REQUIRED ACTION:
Would you transcribe the records word for word, please?

(Stored items)
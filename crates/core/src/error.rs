use std::path::PathBuf;
use thiserror::Error;

/// Failure of a single download transport call.
#[derive(Debug, Error)]
pub enum TransportError {
    #[error("http error: {0}")]
    Http(#[from] reqwest::Error),

    #[error("request timed out after {0:?}")]
    Timeout(std::time::Duration),

    #[error("transport failed: {0}")]
    Other(String),
}

/// Per-candidate acquisition failure. Never fatal to the pass.
#[derive(Debug, Error)]
pub enum AcquisitionError {
    #[error("invalid download url {url}: {source}")]
    InvalidUrl {
        url: String,
        #[source]
        source: url::ParseError,
    },

    #[error("download of {url} failed: {source}")]
    Transport {
        url: String,
        #[source]
        source: TransportError,
    },

    #[error("download of {url} returned status {status}")]
    Status { url: String, status: u16 },

    #[error("content at {location} is not a pdf")]
    NotPdf { location: String },

    #[error("could not read {path}: {source}")]
    Read {
        path: PathBuf,
        #[source]
        source: std::io::Error,
    },

    #[error("could not persist {location}: {source}")]
    Persist {
        location: String,
        #[source]
        source: std::io::Error,
    },
}

/// One document that failed to yield text.
#[derive(Debug, Error)]
pub enum ExtractionError {
    #[error("pdf parse error in {path}: {details}")]
    PdfParse { path: PathBuf, details: String },

    #[error("pdf had no readable page text: {0}")]
    NoText(PathBuf),
}

#[derive(Debug, Error)]
pub enum IndexError {
    #[error("embedder returned an empty vector for unit {unit}")]
    EmptyEmbedding { unit: String },

    #[error("embedding dimension {found} does not match index dimension {expected}")]
    DimensionMismatch { expected: usize, found: usize },

    #[error("embedding for unit {unit} contains non-finite values")]
    NonFinite { unit: String },

    #[error("index was built with embedder {built_with}, queried with {queried_with}")]
    EmbedderMismatch {
        built_with: String,
        queried_with: String,
    },
}

#[derive(Debug, Error)]
pub enum AnswerError {
    #[error("http error: {0}")]
    Http(#[from] reqwest::Error),

    #[error("answer endpoint returned {status}: {details}")]
    Status { status: u16, details: String },

    #[error("invalid answer payload: {0}")]
    Payload(String),

    #[error("retrieval failed: {0}")]
    Retrieval(#[from] IndexError),
}

#[derive(Debug, Error)]
pub enum SearchError {
    #[error("invalid response from {backend}: {details}")]
    BackendResponse { backend: String, details: String },

    #[error("http error: {0}")]
    Http(#[from] reqwest::Error),

    #[error("url parse error: {0}")]
    Url(#[from] url::ParseError),

    #[error("search request failed: {0}")]
    Request(String),
}

#[derive(Debug, Error)]
pub enum ConfigError {
    #[error("invalid configuration: {0}")]
    Invalid(String),

    #[error("url parse error: {0}")]
    Url(#[from] url::ParseError),

    #[error("could not build http client: {0}")]
    Client(String),
}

SOLUTION BELOW:
filename crates/core/src/error.rs
use std::path::PathBuf;
use thiserror::Error;

/// Failure of a single download transport call.
#[derive(Debug, Error)]
pub enum TransportError {
    #[error("http error: {0}")]
    Http(#[from] reqwest::Error),

    #[error("request timed out after {0:?}")]
    Timeout(std::time::Duration),

    #[error("transport failed: {0}")]
    Other(String),
}

/// Per-candidate acquisition failure. Never fatal to the pass.
#[derive(Debug, Error)]
pub enum AcquisitionError {
    #[error("invalid download url {url}: {source}")]
    InvalidUrl {
        url: String,
        #[source]
        source: url::ParseError,
    },

    #[error("download of {url} failed: {source}")]
    Transport {
        url: String,
        #[source]
        source: TransportError,
    },

    #[error("download of {url} returned status {status}")]
    Status { url: String, status: u16 },

    #[error("content at {location} is not a pdf")]
    NotPdf { location: String },

    #[error("could not read {path}: {source}")]
    Read {
        path: PathBuf,
        #[source]
        source: std::io::Error,
    },

    #[error("could not persist {location}: {source}")]
    Persist {
        location: String,
        #[source]
        source: std::io::Error,
    },
}

/// One document that failed to yield text.
#[derive(Debug, Error)]
pub enum ExtractionError {
    #[error("pdf parse error in {path}: {details}")]
    PdfParse { path: PathBuf, details: String },

    #[error("pdf had no readable page text: {0}")]
    NoText(PathBuf),
}

#[derive(Debug, Error)]
pub enum IndexError {
    #[error("embedder returned an empty vector for unit {unit}")]
    EmptyEmbedding { unit: String },

    #[error("embedding dimension {found} does not match index dimension {expected}")]
    DimensionMismatch { expected: usize, found: usize },

    #[error("embedding for unit {unit} contains non-finite values")]
    NonFinite { unit: String },

    #[error("index was built with embedder {built_with}, queried with {queried_with}")]
    EmbedderMismatch {
        built_with: String,
        queried_with: String,
    },
}

#[derive(Debug, Error)]
pub enum AnswerError {
    #[error("http error: {0}")]
    Http(#[from] reqwest::Error),

    #[error("answer endpoint returned {status}: {details}")]
    Status { status: u16, details: String },

    #[error("invalid answer payload: {0}")]
    Payload(String),

    #[error("retrieval failed: {0}")]
    Retrieval(#[from] IndexError),
}

#[derive(Debug, Error)]
pub enum SearchError {
    #[error("invalid response from {backend}: {details}")]
    BackendResponse { backend: String, details: String },

    #[error("http error: {0}")]
    Http(#[from] reqwest::Error),

    #[error("url parse error: {0}")]
    Url(#[from] url::ParseError),

    #[error("search request failed: {0}")]
    Request(String),
}

#[derive(Debug, Error)]
pub enum ConfigError {
    #[error("invalid configuration: {0}")]
    Invalid(String),

    #[error("url parse error: {0}")]
    Url(#[from] url::ParseError),

    #[error("could not build http client: {0}")]
    Client(String),
}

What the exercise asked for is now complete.